Lab case 294 interpretation

Question 1:

PH = 7.3, that is mild acidaemia

HCO3 = 18 mmol/L (<24), so we have metabolic acidosis. Because we have metabolic acidosis then we need to calculate the anion gap and compensation.

Anion gap = Na – (Cl + HCO3) = 20 (>12), so we have anion gap metabolic acidosis.

We calculate the compensation using Winter’s formula. That is expected CO2 = 1.5 x HCO3 +8 (+/- 2). According to that, expected CO2 is between 33 and 37. So the PCO2 here is within the expected range, So we don’t have respiratory component (Well compensated).

Because we have HAGMA it is a good practice to calculate the delta ratio to check if we have an additional metabolic component.

Delta ratio = (AG – 12) / (24 – HCO3) = 1.33 (Ratio between 0.8 and 2) So we have pure HAGMA.

Other abnormal findings:

BSL = 3.2 that is low normal

(In non diabetic patient BSL above 3 is considered normal while in diabetic patient, the level is not normal unless it is above 4 mmol/L).

Ketones = 5, that is very high (We have a state of ketosis)

Next we need to generate a differential diagnosis.
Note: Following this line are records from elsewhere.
//! Read access to the host media catalog.
//!
//! The notifier never owns library data. [`MediaCatalog`] is the seam a host
//! integration implements; [`InMemoryCatalog`] backs the standalone server
//! with items received over the webhook or seeded from a JSON file.

use async_trait::async_trait;
use media_notifier_common::{Error, ItemId, ItemKind, MediaItem, Result};
use parking_lot::RwLock;
use std::collections::HashMap;
use std::path::Path;

/// Kinds worth showing in a test notification.
pub const SAMPLE_KINDS: [ItemKind; 4] = [
    ItemKind::Movie,
    ItemKind::Episode,
    ItemKind::Audio,
    ItemKind::MusicAlbum,
];

/// Items an [`InMemoryCatalog`] holds before it starts evicting.
pub const DEFAULT_CATALOG_CAPACITY: usize = 1_000;

/// Source of library items for test notifications.
#[async_trait]
pub trait MediaCatalog: Send + Sync {
    /// Up to `limit` non-virtual items of the [`SAMPLE_KINDS`], newest first.
    async fn recent_items(&self, limit: usize) -> Result<Vec<MediaItem>>;
}

/// Whether an item may be picked for a test notification.
pub fn is_sampleable(item: &MediaItem) -> bool {
    !item.is_virtual && SAMPLE_KINDS.contains(&item.kind())
}

/// Catalog held entirely in memory, keyed by item id.
///
/// Past `capacity` items the oldest by `date_added` are evicted; undated
/// items go first.
#[derive(Debug)]
pub struct InMemoryCatalog {
    items: RwLock<HashMap<ItemId, MediaItem>>,
    capacity: usize,
}

impl Default for InMemoryCatalog {
    fn default() -> Self {
        Self::with_capacity(DEFAULT_CATALOG_CAPACITY)
    }
}

impl InMemoryCatalog {
    pub fn new() -> Self {
        Self::default()
    }

    pub fn with_capacity(capacity: usize) -> Self {
        Self {
            items: RwLock::new(HashMap::new()),
            capacity: capacity.max(1),
        }
    }

    pub fn from_items(items: Vec<MediaItem>) -> Self {
        let catalog = Self::new();
        for item in items {
            catalog.insert(item);
        }
        catalog
    }

    /// Load a JSON array of items.
    pub fn load_json(path: &Path) -> Result<Self> {
        let content = std::fs::read_to_string(path)?;
        let items: Vec<MediaItem> = serde_json::from_str(&content).map_err(|e| {
            Error::invalid_input(format!("invalid item list {}: {}", path.display(), e))
        })?;
        tracing::debug!(path = %path.display(), count = items.len(), "Loaded catalog items");
        Ok(Self::from_items(items))
    }

    /// Record an item, replacing any earlier copy with the same id.
    pub fn insert(&self, item: MediaItem) {
        let mut items = self.items.write();
        items.insert(item.id, item);

        while items.len() > self.capacity {
            let oldest = items
                .values()
                .min_by_key(|item| item.date_added)
                .map(|item| item.id);
            match oldest {
                Some(id) => {
                    items.remove(&id);
                }
                None => break,
            }
        }
    }

    pub fn len(&self) -> usize {
        self.items.read().len()
    }

    pub fn is_empty(&self) -> bool {
        self.items.read().is_empty()
    }
}

#[async_trait]
impl MediaCatalog for InMemoryCatalog {
    async fn recent_items(&self, limit: usize) -> Result<Vec<MediaItem>> {
        let mut items: Vec<MediaItem> = self
            .items
            .read()
            .values()
            .filter(|item| is_sampleable(item))
            .cloned()
            .collect();

        // Items without a date sort last.
        items.sort_by(|a, b| b.date_added.cmp(&a.date_added));
        items.truncate(limit);
        Ok(items)
    }
}

#[cfg(test)]
mod tests {
    use super::*;
    use chrono::{TimeZone, Utc};
    use media_notifier_common::MediaDetails;
    use std::io::Write;

    fn movie(name: &str, day: u32) -> MediaItem {
        MediaItem::new(name, MediaDetails::Movie)
            .with_date_added(Utc.with_ymd_and_hms(2024, 1, day, 12, 0, 0).unwrap())
    }

    #[tokio::test]
    async fn test_recent_items_newest_first_and_limited() {
        let catalog = InMemoryCatalog::from_items(vec![
            movie("Old", 1),
            movie("Newest", 20),
            movie("Middle", 10),
        ]);

        let items = catalog.recent_items(2).await.unwrap();
        let names: Vec<_> = items.iter().map(|i| i.display_name()).collect();
        assert_eq!(names, vec!["Newest", "Middle"]);
    }

    #[tokio::test]
    async fn test_recent_items_excludes_virtual_and_unsupported() {
        let mut virtual_movie = movie("Announced", 5);
        virtual_movie.is_virtual = true;

        let catalog = InMemoryCatalog::from_items(vec![
            virtual_movie,
            MediaItem::new("Show", MediaDetails::Series),
            MediaItem::new("Photo", MediaDetails::Other),
            movie("Dune", 2),
        ]);

        let items = catalog.recent_items(50).await.unwrap();
        assert_eq!(items.len(), 1);
        assert_eq!(items[0].display_name(), "Dune");
    }

    #[test]
    fn test_insert_replaces_same_id() {
        let catalog = InMemoryCatalog::new();
        let mut item = movie("Dune", 1);
        catalog.insert(item.clone());

        item.production_year = Some(2021);
        catalog.insert(item);
        catalog.insert(movie("Arrival", 2));

        assert_eq!(catalog.len(), 2);
    }

    #[tokio::test]
    async fn test_insert_evicts_oldest_past_capacity() {
        let catalog = InMemoryCatalog::with_capacity(2);
        catalog.insert(movie("Old", 1));
        catalog.insert(movie("Newest", 20));
        catalog.insert(movie("Middle", 10));

        assert_eq!(catalog.len(), 2);
        let items = catalog.recent_items(50).await.unwrap();
        let names: Vec<_> = items.iter().map(|i| i.display_name()).collect();
        assert_eq!(names, vec!["Newest", "Middle"]);
    }

    #[test]
    fn test_load_json() {
        let mut file = tempfile::NamedTempFile::new().unwrap();
        write!(
            file,
            r#"[
                {{"kind": "movie", "name": "Dune", "production_year": 2021}},
                {{"kind": "episode", "name": "Pilot", "series_name": "The Office", "season": 1, "episode": 1}}
            ]"#
        )
        .unwrap();

        let catalog = InMemoryCatalog::load_json(file.path()).unwrap();
        assert_eq!(catalog.len(), 2);
    }

    #[test]
    fn test_load_json_rejects_garbage() {
        let mut file = tempfile::NamedTempFile::new().unwrap();
        write!(file, "not json").unwrap();

        let err = InMemoryCatalog::load_json(file.path()).unwrap_err();
        assert!(matches!(err, Error::InvalidInput(_)));
    }
}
We are going to use the easy pneumonic of LTKR.

  •  L for lactate = 1.7 (very slightly elevated and unlikely at that level that is will cause acidosis)
  • T for toxin (usually toxic alcohol), this can be excluded using the osmolar gap. We don’t have user level here however, just calculating Na and glucose we get 291 and serum osmolality is 301. Unlikely we will have a high osmolar gap.
  • K for ketones and the level here is high
  • R for renal (Urea), unlikely to be elevated looking at Cr level and serum osmolality levels.

So most probably high ketones is the cause for this metabolic acidosis. Because the glucose level is toward the low side, most probably we have a case of starvation ketosis.

 

 Question 2:

In starvation ketoacidosis, hepatic glycogen stores are exhausted (usually after 12-24 hours of fasting), the liver produces ketones to provide an energy substrate for the body.

Management of this situation:

  • IV Dextrose, this will lead to increase insulin and decreased glucagon secretion. This will stop ketone production and increase ketone metabolism.
  • Volume resuscitation with Normal saline or lactated ringers.
  • Correct any concomitant electrolyte abnormalities. (Check Mg level)
  • Consider risk of refeeding syndrome.